(Task details):
What lines below contain the word "unwrap"? Please pull each one out.

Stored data
[Start of Attachment]

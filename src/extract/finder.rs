//! Detection of translatable text on a single line.
//!
//! Each [`Role`] maps to an ordered list of rules; the first rule that
//! matches wins. Roles whose content is never rendered as text have no rules.

use std::{collections::HashSet, ops::Range, sync::LazyLock};

use regex::Regex;

use crate::config::default_checked_attributes;
use crate::haml::{LineMetadata, Role};
use crate::utils::contains_alphabetic;

static STRING_LITERAL_REGEX: LazyLock<Regex> =
    LazyLock::new(|| Regex::new(r#""((?:[^"\\]|\\.)*)"|'((?:[^'\\]|\\.)*)'"#).unwrap());

// `t('.key')`, `t :key`, `translate(...)`, `I18n.t(...)`
static KEY_REFERENCE_REGEX: LazyLock<Regex> = LazyLock::new(|| {
    Regex::new(r#"(?:\bI18n\.|(?:^|[^\w.]))(?:t|translate)[\s(]+['":]"#).unwrap()
});

// `- title = "Welcome"`, `- @title ||= 'Welcome'`
static ASSIGNMENT_REGEX: LazyLock<Regex> = LazyLock::new(|| {
    Regex::new(r#"^[@$]?[A-Za-z_]\w*\s*(?:\|\|)?=\s*("(?:[^"\\]|\\.)*"|'(?:[^'\\]|\\.)*')\s*$"#)
        .unwrap()
});

// Hash key right before a literal: `class: `, `:class => `, `'class' => `
static HASH_KEY_REGEX: LazyLock<Regex> = LazyLock::new(|| {
    Regex::new(r#"(?:([A-Za-z_][\w-]*):|:([A-Za-z_][\w-]*)\s*=>|["']([\w-]+)["']\s*=>)\s*$"#)
        .unwrap()
});

/// How the captured text appears in the line.
#[derive(Debug, Clone, Copy, PartialEq, Eq)]
pub enum MatchKind {
    /// Bare template text, e.g. `%p Hello`.
    Text,
    /// A quoted string literal in code; the span includes the quotes.
    Literal,
}

/// Translatable text found on a line.
#[derive(Debug, Clone, PartialEq, Eq)]
pub struct Match {
    /// The human-readable text, without quotes or surrounding whitespace.
    pub text: String,
    /// Byte range of the line content replaced by the key reference.
    pub span: Range<usize>,
    pub role: Role,
    pub kind: MatchKind,
}

type Rule = fn(&TextFinder, &str, &LineMetadata) -> Option<Match>;

const PLAIN_RULES: &[Rule] = &[TextFinder::plain_text];
const TAG_RULES: &[Rule] = &[TextFinder::tag_inline_script, TextFinder::tag_inline_text];
const SCRIPT_RULES: &[Rule] = &[TextFinder::script_literal];
const SILENT_SCRIPT_RULES: &[Rule] = &[TextFinder::assigned_literal];

fn rules(role: Role) -> &'static [Rule] {
    match role {
        Role::Plain => PLAIN_RULES,
        Role::Tag => TAG_RULES,
        Role::Script => SCRIPT_RULES,
        Role::SilentScript => SILENT_SCRIPT_RULES,
        Role::HamlComment | Role::Comment | Role::Doctype | Role::Filter | Role::Root => &[],
    }
}

#[derive(Debug, Clone)]
pub struct TextFinder {
    ignore_texts: HashSet<String>,
    checked_attributes: HashSet<String>,
}

impl Default for TextFinder {
    fn default() -> Self {
        Self::new(&[], &default_checked_attributes())
    }
}

impl TextFinder {
    /// `checked_attributes` lists the hash keys whose string values are
    /// user-facing (`title:`, `placeholder:`); other hash values are ignored.
    pub fn new(ignore_texts: &[String], checked_attributes: &[String]) -> Self {
        Self {
            ignore_texts: ignore_texts.iter().map(|t| t.trim().to_string()).collect(),
            checked_attributes: checked_attributes.iter().cloned().collect(),
        }
    }

    /// Find the first translatable text on a line.
    ///
    /// `content` is the line without its leading indentation.
    pub fn find(&self, content: &str, meta: &LineMetadata) -> Option<Match> {
        rules(meta.role)
            .iter()
            .find_map(|rule| rule(self, content, meta))
    }

    fn plain_text(&self, content: &str, _meta: &LineMetadata) -> Option<Match> {
        // `\` escapes a control character, `|` continues a multiline block
        if content.starts_with(['\\', '|']) {
            return None;
        }
        let marker = escape_marker_len(content);
        let text = content[marker..].trim();
        if !self.is_translatable(text) || text.contains('<') {
            return None;
        }
        Some(Match {
            text: text.to_string(),
            span: marker..content.len(),
            role: Role::Plain,
            kind: MatchKind::Text,
        })
    }

    fn tag_inline_text(&self, content: &str, meta: &LineMetadata) -> Option<Match> {
        let offset = value_offset(content, meta)?;
        let value = &content[offset..];
        if script_marker_len(value).is_some() || value.starts_with(['\\', '|']) {
            return None;
        }
        let marker = escape_marker_len(value);
        let text = value[marker..].trim();
        if !self.is_translatable(text) || text.contains('<') {
            return None;
        }
        // The whitespace separating the head from the text goes with the span.
        let start = if marker > 0 {
            offset + marker
        } else {
            content[..offset].trim_end().len()
        };
        Some(Match {
            text: text.to_string(),
            span: start..content.len(),
            role: Role::Tag,
            kind: MatchKind::Text,
        })
    }

    fn tag_inline_script(&self, content: &str, meta: &LineMetadata) -> Option<Match> {
        let offset = value_offset(content, meta)?;
        let marker = script_marker_len(&content[offset..])?;
        self.literal_in_code(content, offset + marker, Role::Tag)
    }

    fn script_literal(&self, content: &str, meta: &LineMetadata) -> Option<Match> {
        let offset = value_offset(content, meta)?;
        self.literal_in_code(content, offset, Role::Script)
    }

    fn assigned_literal(&self, content: &str, meta: &LineMetadata) -> Option<Match> {
        let offset = value_offset(content, meta)?;
        let literal = ASSIGNMENT_REGEX.captures(&content[offset..])?.get(1)?;
        let text = unescape(&literal.as_str()[1..literal.as_str().len() - 1]);
        if !self.is_translatable(&text) || looks_like_identifier(&text) {
            return None;
        }
        Some(Match {
            text,
            span: offset + literal.start()..offset + literal.end(),
            role: Role::SilentScript,
            kind: MatchKind::Literal,
        })
    }

    fn literal_in_code(&self, content: &str, code_start: usize, role: Role) -> Option<Match> {
        let code = &content[code_start..];
        if KEY_REFERENCE_REGEX.is_match(&STRING_LITERAL_REGEX.replace_all(code, "''")) {
            return None;
        }
        STRING_LITERAL_REGEX.captures_iter(code).find_map(|caps| {
            let whole = caps.get(0)?;
            let inner = caps.get(1).or_else(|| caps.get(2))?;
            let text = unescape(inner.as_str());
            if !self.is_translatable(&text)
                || looks_like_identifier(&text)
                || !self.accepts_hash_value(&code[..whole.start()])
            {
                return None;
            }
            Some(Match {
                text,
                span: code_start + whole.start()..code_start + whole.end(),
                role,
                kind: MatchKind::Literal,
            })
        })
    }

    fn is_translatable(&self, text: &str) -> bool {
        let text = text.trim();
        !text.is_empty()
            && contains_alphabetic(text)
            && !text.contains("#{")
            && !self.ignore_texts.contains(text)
    }

    /// A literal that is the value of a hash key is only taken when the key
    /// is a checked attribute.
    fn accepts_hash_value(&self, prefix: &str) -> bool {
        let Some(caps) = HASH_KEY_REGEX.captures(prefix) else {
            return true;
        };
        (1..=3)
            .find_map(|i| caps.get(i))
            .is_some_and(|key| self.checked_attributes.contains(key.as_str()))
    }
}

/// Byte offset of the metadata payload inside the line content.
fn value_offset(content: &str, meta: &LineMetadata) -> Option<usize> {
    let value = meta.value.as_deref()?;
    content
        .ends_with(value)
        .then(|| content.len() - value.len())
}

/// `!` or `&` followed by a space turns HTML escaping off or on for the rest
/// of the line; the marker stays in the template.
fn escape_marker_len(value: &str) -> usize {
    let mut chars = value.chars();
    match (chars.next(), chars.next()) {
        (Some('!' | '&'), Some(c)) if c.is_whitespace() => 1,
        _ => 0,
    }
}

fn script_marker_len(value: &str) -> Option<usize> {
    if value.starts_with("&=") || value.starts_with("!=") {
        Some(2)
    } else if value.starts_with(['=', '~']) {
        Some(1)
    } else {
        None
    }
}

/// Paths, CSS classes, symbols and the like: single tokens with
/// punctuation typical of identifiers.
fn looks_like_identifier(text: &str) -> bool {
    if text.contains(char::is_whitespace) {
        return false;
    }
    text.contains(['/', '.', '_', '#', '@', ':', '=', '?', '&', '%'])
        || (text.contains('-') && !text.chars().any(char::is_uppercase))
}

fn unescape(inner: &str) -> String {
    inner
        .replace("\\\"", "\"")
        .replace("\\'", "'")
        .replace("\\\\", "\\")
}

[End of Attachment]

(Exercise response):
    LazyLock::new(|| Regex::new(r#""((?:[^"\\]|\\.)*)"|'((?:[^'\\]|\\.)*)'"#).unwrap());
    Regex::new(r#"(?:\bI18n\.|(?:^|[^\w.]))(?:t|translate)[\s(]+['":]"#).unwrap()
        .unwrap()
        .unwrap()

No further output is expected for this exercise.